Most of us have seen this graph (top of the page) focusing on NaPro Technology's success rates for various underlying causes of infertility. But let's face it, a graph and numbers aren't the easiest things to connect with on a visceral level. It's the stories that hit us hard; the stories that we deeply connect to. In our little corner of the blogosphere, we have success stories (like Katie, JBTC, Sarah, and others), hard cases (like Amy, Jelly Belly, and Kat, amongst others; in this case, I am using "hard cases" to describe those who have tried extensively, in some cases to the limits of what is available medically), and those of us who are somewhere in the middle, still exploring options and trying to identify the underlying problems.

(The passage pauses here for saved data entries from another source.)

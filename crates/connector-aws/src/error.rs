//! Connector-level failures.

use thiserror::Error;

use cumulo_spi::BoxedError;

/// Failure while opening or using a service client.
///
/// Fetchers wrap these into the SPI's `FetchError`; the variants keep the
/// service and account visible so multi-account fetch failures stay
/// attributable.
#[derive(Debug, Error)]
pub enum ClientError {
    /// The configured endpoint is not a usable base URL.
    #[error("invalid endpoint `{url}`: {reason}")]
    InvalidEndpoint {
        /// Endpoint as configured.
        url: String,
        /// What made it unusable.
        reason: String,
    },
    /// The client's blocking runtime could not be initialized.
    #[error("could not initialize client runtime: {source}")]
    Runtime {
        #[source]
        source: std::io::Error,
    },
    /// The HTTP transport could not be built.
    #[error("could not build http transport: {source}")]
    Transport {
        #[source]
        source: reqwest::Error,
    },
    /// A request failed before a response arrived.
    #[error("{service} request failed for account `{account}`: {source}")]
    Request {
        /// Service the request targeted.
        service: &'static str,
        /// Account the client was opened for.
        account: String,
        #[source]
        source: reqwest::Error,
    },
    /// The service answered with a non-success status.
    #[error("{service} returned {status} for account `{account}`")]
    Status {
        /// Service the request targeted.
        service: &'static str,
        /// Response status code.
        status: reqwest::StatusCode,
        /// Account the client was opened for.
        account: String,
    },
    /// The response body could not be decoded.
    #[error("could not decode {service} response for account `{account}`: {source}")]
    Decode {
        /// Service the request targeted.
        service: &'static str,
        /// Account the client was opened for.
        account: String,
        #[source]
        source: reqwest::Error,
    },
    /// A substituted service client failed.
    ///
    /// Factories registered under `aws.client-factory` bring their own
    /// transports, so their clients have no `reqwest`-shaped cause to
    /// report; this variant carries whatever they hit instead.
    #[error("{service} client failed for account `{account}`: {source}")]
    Api {
        /// Service the client was opened for.
        service: &'static str,
        /// Account the client was opened for.
        account: String,
        #[source]
        source: BoxedError,
    },
}

impl ClientError {
    /// Build a [`ClientError::InvalidEndpoint`] for `url`.
    pub fn invalid_endpoint(url: impl Into<String>, reason: impl Into<String>) -> Self {
        Self::InvalidEndpoint {
            url: url.into(),
            reason: reason.into(),
        }
    }

    /// Build a [`ClientError::Api`] wrapping a client-specific failure.
    pub fn api(
        service: &'static str,
        account: impl Into<String>,
        source: impl Into<BoxedError>,
    ) -> Self {
        Self::Api {
            service,
            account: account.into(),
            source: source.into(),
        }
    }

    pub(crate) fn runtime(source: std::io::Error) -> Self {
        Self::Runtime { source }
    }

    pub(crate) fn transport(source: reqwest::Error) -> Self {
        Self::Transport { source }
    }

    pub(crate) fn request(service: &'static str, account: &str, source: reqwest::Error) -> Self {
        Self::Request {
            service,
            account: account.to_string(),
            source,
        }
    }

    pub(crate) fn status(service: &'static str, account: &str, status: reqwest::StatusCode) -> Self {
        Self::Status {
            service,
            status,
            account: account.to_string(),
        }
    }

    pub(crate) fn decode(service: &'static str, account: &str, source: reqwest::Error) -> Self {
        Self::Decode {
            service,
            account: account.to_string(),
            source,
        }
    }
}
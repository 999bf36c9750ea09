//! Payload encryption using ChaCha20-Poly1305
//!
//! Every metadata node carries a `Secret` derived from its private key. The
//! secret encrypts whole JSON documents; there is no partial update, so each
//! write produces a fresh ciphertext under a fresh random nonce.

use std::fmt;
use std::ops::Deref;

use chacha20poly1305::Key;
use chacha20poly1305::{
    aead::{Aead, KeyInit},
    ChaCha20Poly1305, Nonce,
};
use sha2::{Digest, Sha256};
use zeroize::Zeroize;

/// Size of ChaCha20-Poly1305 nonce in bytes
pub const NONCE_SIZE: usize = 12;
/// Size of ChaCha20-Poly1305 key in bytes (256 bits)
pub const SECRET_SIZE: usize = 32;
/// Size of the Poly1305 authentication tag in bytes
pub const TAG_SIZE: usize = 16;

/// Errors that can occur during encryption/decryption
#[derive(Debug, thiserror::Error)]
pub enum SecretError {
    #[error("failed to generate random bytes: {0}")]
    Rng(getrandom::Error),
    #[error("encrypt error")]
    Encrypt,
    /// The buffer cannot be a ciphertext produced by [`Secret::encrypt`]
    #[error("ciphertext too short: {0} bytes")]
    Malformed(usize),
    /// Wrong key, or the ciphertext was tampered with
    #[error("decrypt error: authentication failed")]
    Authentication,
}

/// A 256-bit symmetric key for document encryption
///
/// The encrypted format is: `nonce (12 bytes) || ciphertext || tag (16 bytes)`.
#[derive(PartialEq, Eq, Clone)]
pub struct Secret([u8; SECRET_SIZE]);

impl fmt::Debug for Secret {
    fn fmt(&self, f: &mut fmt::Formatter<'_>) -> fmt::Result {
        f.write_str("Secret(..)")
    }
}

impl Drop for Secret {
    fn drop(&mut self) {
        self.0.zeroize();
    }
}

impl Deref for Secret {
    type Target = [u8; SECRET_SIZE];
    fn deref(&self) -> &Self::Target {
        &self.0
    }
}

impl From<[u8; SECRET_SIZE]> for Secret {
    fn from(bytes: [u8; SECRET_SIZE]) -> Self {
        Secret(bytes)
    }
}

impl Secret {
    /// Derive a secret as the SHA-256 digest of arbitrary key material
    pub fn from_digest(material: &[u8]) -> Self {
        Self(Sha256::digest(material).into())
    }

    /// Get a reference to the secret key bytes
    pub fn bytes(&self) -> &[u8] {
        self.0.as_ref()
    }

    /// Encrypt data using ChaCha20-Poly1305 AEAD under a random nonce
    pub fn encrypt(&self, data: &[u8]) -> Result<Vec<u8>, SecretError> {
        let key = Key::from_slice(self.bytes());
        let cipher = ChaCha20Poly1305::new(key);

        let mut nonce_bytes = [0u8; NONCE_SIZE];
        getrandom::getrandom(&mut nonce_bytes).map_err(SecretError::Rng)?;
        let nonce = Nonce::from_slice(&nonce_bytes);

        let ciphertext = cipher
            .encrypt(nonce, data)
            .map_err(|_| SecretError::Encrypt)?;

        let mut out = Vec::with_capacity(NONCE_SIZE + ciphertext.len());
        out.extend_from_slice(nonce.as_ref());
        out.extend_from_slice(ciphertext.as_ref());

        Ok(out)
    }

    /// Decrypt data produced by [`Secret::encrypt`]
    pub fn decrypt(&self, data: &[u8]) -> Result<Vec<u8>, SecretError> {
        if data.len() < NONCE_SIZE + TAG_SIZE {
            return Err(SecretError::Malformed(data.len()));
        }

        let key = Key::from_slice(self.bytes());
        let nonce = Nonce::from_slice(&data[..NONCE_SIZE]);
        let cipher = ChaCha20Poly1305::new(key);
        cipher
            .decrypt(nonce, &data[NONCE_SIZE..])
            .map_err(|_| SecretError::Authentication)
    }
}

I would argue that those of us in the middle need both the success stories, to give us hope, and the hard cases, to keep us grounded. Depending on your personality and where you are in journey, you may connect more closely to either the success stories or the hard cases. Both because of my age and my temperament, I more strongly connect to the hard cases rather than the success stories. Yes, I know that NaPro has helped even women in their 40s conceive, but I am still enough of a scientist to acknowledge that the probability decreases with increasing age. (It probably doesn't help that many of the success stories that I am familiar with are women a decade or more younger than I.)
That may also tie into my reasons for strongly preferring the term "infertile" to "subfertile." To my mind, "subfertile" suggests that if you just try long enough, do enough medically, you will succeed. According to the facts and figures, most couples, including those with infertility, will eventually succeed (past performance is not necessarily indicative of future results, as all the mutual fund commercials say). And right now predicting who will eventually be able to succeed or what a couple's odds are is mostly educated guesswork. Infertility has a concrete clinical definition, which is part of why I prefer it, though there's nothing wrong with preferring subfertile. (I'd be curious to see if those who prefer subfertile are more likely to feel a stronger connection to the success stories than those who prefer the term infertile, but that psychology experiment isn't one I plan to run.)
We need both the examples and reasons to hope and the awareness that we might never succeed. Or, as Dolly puts it, "something lifting me up, something holding me down."